■ **WHAT THE TASK REQUIRES**
Start at the top of the records below and copy them exactly to the end.

(Source records)
····················
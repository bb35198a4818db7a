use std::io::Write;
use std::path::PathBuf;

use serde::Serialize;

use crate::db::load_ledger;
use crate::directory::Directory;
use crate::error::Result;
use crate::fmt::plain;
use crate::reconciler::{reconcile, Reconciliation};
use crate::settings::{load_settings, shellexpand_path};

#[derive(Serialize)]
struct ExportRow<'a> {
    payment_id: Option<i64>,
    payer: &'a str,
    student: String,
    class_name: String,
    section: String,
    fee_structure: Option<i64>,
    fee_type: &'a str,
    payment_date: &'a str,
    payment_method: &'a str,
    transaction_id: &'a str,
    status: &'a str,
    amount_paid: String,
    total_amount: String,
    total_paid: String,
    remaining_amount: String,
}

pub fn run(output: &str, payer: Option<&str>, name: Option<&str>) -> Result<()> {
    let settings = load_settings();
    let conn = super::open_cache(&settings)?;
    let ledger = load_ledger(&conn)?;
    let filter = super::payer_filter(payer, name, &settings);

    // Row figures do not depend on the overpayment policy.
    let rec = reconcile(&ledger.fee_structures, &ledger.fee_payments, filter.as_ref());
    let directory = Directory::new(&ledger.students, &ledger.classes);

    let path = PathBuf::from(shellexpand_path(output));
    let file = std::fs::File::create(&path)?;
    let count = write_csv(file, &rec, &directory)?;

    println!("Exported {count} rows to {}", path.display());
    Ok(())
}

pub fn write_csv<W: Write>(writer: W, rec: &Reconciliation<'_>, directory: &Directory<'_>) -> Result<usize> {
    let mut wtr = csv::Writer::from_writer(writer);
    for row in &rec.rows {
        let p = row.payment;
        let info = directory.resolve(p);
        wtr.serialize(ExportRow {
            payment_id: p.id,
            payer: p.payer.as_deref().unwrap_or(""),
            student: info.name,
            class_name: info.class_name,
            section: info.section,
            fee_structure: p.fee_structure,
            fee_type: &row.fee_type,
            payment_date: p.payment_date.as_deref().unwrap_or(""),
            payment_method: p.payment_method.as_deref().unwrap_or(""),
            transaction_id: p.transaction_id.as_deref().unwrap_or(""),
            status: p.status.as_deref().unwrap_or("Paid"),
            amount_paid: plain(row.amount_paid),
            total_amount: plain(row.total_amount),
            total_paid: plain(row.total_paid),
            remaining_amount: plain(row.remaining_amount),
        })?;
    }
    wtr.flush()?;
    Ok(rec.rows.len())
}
····················
■ **PROBLEM SOLUTION**
repository bb35198a4818db7a
use std::io::Write;
use std::path::PathBuf;

use serde::Serialize;

use crate::db::load_ledger;
use crate::directory::Directory;
use crate::error::Result;
use crate::fmt::plain;
use crate::reconciler::{reconcile, Reconciliation};
use crate::settings::{load_settings, shellexpand_path};

#[derive(Serialize)]
struct ExportRow<'a> {
    payment_id: Option<i64>,
    payer: &'a str,
    student: String,
    class_name: String,
    section: String,
    fee_structure: Option<i64>,
    fee_type: &'a str,
    payment_date: &'a str,
    payment_method: &'a str,
    transaction_id: &'a str,
    status: &'a str,
    amount_paid: String,
    total_amount: String,
    total_paid: String,
    remaining_amount: String,
}

pub fn run(output: &str, payer: Option<&str>, name: Option<&str>) -> Result<()> {
    let settings = load_settings();
    let conn = super::open_cache(&settings)?;
    let ledger = load_ledger(&conn)?;
    let filter = super::payer_filter(payer, name, &settings);

    // Row figures do not depend on the overpayment policy.
    let rec = reconcile(&ledger.fee_structures, &ledger.fee_payments, filter.as_ref());
    let directory = Directory::new(&ledger.students, &ledger.classes);

    let path = PathBuf::from(shellexpand_path(output));
    let file = std::fs::File::create(&path)?;
    let count = write_csv(file, &rec, &directory)?;

    println!("Exported {count} rows to {}", path.display());
    Ok(())
}

pub fn write_csv<W: Write>(writer: W, rec: &Reconciliation<'_>, directory: &Directory<'_>) -> Result<usize> {
    let mut wtr = csv::Writer::from_writer(writer);
    for row in &rec.rows {
        let p = row.payment;
        let info = directory.resolve(p);
        wtr.serialize(ExportRow {
            payment_id: p.id,
            payer: p.payer.as_deref().unwrap_or(""),
            student: info.name,
            class_name: info.class_name,
            section: info.section,
            fee_structure: p.fee_structure,
            fee_type: &row.fee_type,
            payment_date: p.payment_date.as_deref().unwrap_or(""),
            payment_method: p.payment_method.as_deref().unwrap_or(""),
            transaction_id: p.transaction_id.as_deref().unwrap_or(""),
            status: p.status.as_deref().unwrap_or("Paid"),
            amount_paid: plain(row.amount_paid),
            total_amount: plain(row.total_amount),
            total_paid: plain(row.total_paid),
            remaining_amount: plain(row.remaining_amount),
        })?;
    }
    wtr.flush()?;
    Ok(rec.rows.len())
}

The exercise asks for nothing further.